And finally, I see that you are familiar with (Microsoft) SysInternals Process Explorer - one of my favorites. The author of procexp, Mark Russinovich, has written an entire suite of programs, one of which is AutoRuns. After using CCleaner, I would use AutoRuns to assure that ZoneAlarm products are out of your system. Mark has written some awesome programs that make up the SysInternals Suite.

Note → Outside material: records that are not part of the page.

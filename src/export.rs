use chrono::DateTime;

use crate::model::{Booking, Ms};

const PRODID: &str = "-//roomslot//RoomBooking//EN";
const DESCRIPTION: &str = "Room booking";
const GOOGLE_TEMPLATE: &str = "https://calendar.google.com/calendar/render?action=TEMPLATE";

/// `20260110T090000Z`
fn utc_stamp(ms: Ms) -> String {
    DateTime::from_timestamp_millis(ms)
        .map(|dt| dt.format("%Y%m%dT%H%M%SZ").to_string())
        .unwrap_or_default()
}

/// TEXT escaping for iCalendar property values.
fn escape_text(s: &str) -> String {
    let mut out = String::with_capacity(s.len());
    for c in s.chars() {
        match c {
            '\\' => out.push_str("\\\\"),
            ';' => out.push_str("\\;"),
            ',' => out.push_str("\\,"),
            '\n' => out.push_str("\\n"),
            '\r' => {}
            other => out.push(other),
        }
    }
    out
}

/// RFC 3986 percent-encoding; only unreserved characters pass through.
fn percent_encode(s: &str) -> String {
    let mut out = String::with_capacity(s.len() * 3);
    for byte in s.bytes() {
        match byte {
            b'A'..=b'Z' | b'a'..=b'z' | b'0'..=b'9' | b'-' | b'_' | b'.' | b'~' => {
                out.push(byte as char)
            }
            _ => out.push_str(&format!("%{byte:02X}")),
        }
    }
    out
}

/// Single-event iCalendar document for a booking, timestamps in UTC.
pub fn booking_ics(booking: &Booking, room_name: &str, host: &str) -> String {
    let summary = if room_name.is_empty() { "Room Booking" } else { room_name };
    let start = utc_stamp(booking.span.start);
    let lines = [
        "BEGIN:VCALENDAR".to_string(),
        "VERSION:2.0".to_string(),
        format!("PRODID:{PRODID}"),
        "BEGIN:VEVENT".to_string(),
        format!("UID:booking-{}@{host}", booking.id),
        format!("DTSTAMP:{start}"),
        format!("DTSTART:{start}"),
        format!("DTEND:{}", utc_stamp(booking.span.end)),
        format!("SUMMARY:{}", escape_text(summary)),
        format!("LOCATION:{}", escape_text(room_name)),
        format!("DESCRIPTION:{DESCRIPTION}"),
        "END:VEVENT".to_string(),
        "END:VCALENDAR".to_string(),
    ];
    let mut doc = lines.join("\r\n");
    doc.push_str("\r\n");
    doc
}

/// Google Calendar "add event" link for a booking.
pub fn google_calendar_url(booking: &Booking, room_name: &str) -> String {
    let title = if room_name.is_empty() { "Room Booking" } else { room_name };
    format!(
        "{GOOGLE_TEMPLATE}&text={}&details={}&location={}&dates={}/{}",
        percent_encode(title),
        percent_encode(DESCRIPTION),
        percent_encode(room_name),
        utc_stamp(booking.span.start),
        utc_stamp(booking.span.end),
    )
}

#[cfg(test)]
mod tests {
    use super::*;
    use crate::model::{Span, HOUR_MS};
    use ulid::Ulid;

    const START: Ms = 1_768_035_600_000; // 2026-01-10T09:00:00Z

    fn booking() -> Booking {
        Booking {
            id: Ulid::from_string("01ARZ3NDEKTSV4RRFFQ69G5FAV").unwrap(),
            user_id: Ulid::new(),
            room_id: Ulid::new(),
            span: Span::new(START, START + HOUR_MS),
            recurring_reservation_id: None,
            share_token: "tok".into(),
        }
    }

    #[test]
    fn ics_has_utc_times_and_uid() {
        let ics = booking_ics(&booking(), "Sala A", "rooms.example.org");
        assert!(ics.starts_with("BEGIN:VCALENDAR\r\n"));
        assert!(ics.contains("UID:booking-01ARZ3NDEKTSV4RRFFQ69G5FAV@rooms.example.org\r\n"));
        assert!(ics.contains("DTSTART:20260110T090000Z\r\n"));
        assert!(ics.contains("DTEND:20260110T100000Z\r\n"));
        assert!(ics.contains("SUMMARY:Sala A\r\n"));
        assert!(ics.ends_with("END:VCALENDAR\r\n"));
    }

    #[test]
    fn ics_escapes_text() {
        let ics = booking_ics(&booking(), "Room 1; floor 2, east", "h");
        assert!(ics.contains("SUMMARY:Room 1\\; floor 2\\, east"));
    }

    #[test]
    fn empty_room_name_falls_back() {
        let ics = booking_ics(&booking(), "", "h");
        assert!(ics.contains("SUMMARY:Room Booking"));
    }

    #[test]
    fn google_url_is_encoded() {
        let url = google_calendar_url(&booking(), "Sala A&B");
        assert!(url.starts_with("https://calendar.google.com/calendar/render?action=TEMPLATE"));
        assert!(url.contains("&text=Sala%20A%26B"));
        assert!(url.contains("&details=Room%20booking"));
        assert!(url.ends_with("&dates=20260110T090000Z/20260110T100000Z"));
    }
}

Good Luck and be sure to let me know how you make out. Thanks.

Regards. . .

JC

_____________________________________________

CCleaner download site: 

CCleaner download


Download CCleaner, install, execute, then select "Tools" on the left side; a list of installed programs should appear. Uninstall the aforementioned with a reboot after the first.

.

.


----------



## jamiemac2005 (Jul 5, 2007)

Hey again jcgriff, 
hha i'm currently in conflict with my name, on my birth certificate i'm "James" but i've always been called "Jamie" by family, friends etc. this year i adopted the name "Jamey" because i preferred it over the other two and hopefully sometime this year (when i finally get round to it) i'm going to change my legal name (through deed pole) to Jamey :smile: 
haha sorry, i've gone off on one, hope that makes sence.

Thank you so much for your time, you're a lifesaver (no more loss of coursework half way through updating it), and knowing theres a possibility of a BSOD does tend to make me paranoid.

Wow, i would have never suspected Check Point Software's programs, although today i got a lovely "check for compatibility issues..." (or something like that) message, mentioning the truevector program.

Thank you very much, i'm currently going through the aforementioned fix, i will post back if there are anymore BSODs but it makes a whole load of sence that zone alarm and truevector be involved because i was on the internet whilst the BSODs occured (and i had zonalarm running etc.).

Cheers for the help,
Jamey

:smile:


----------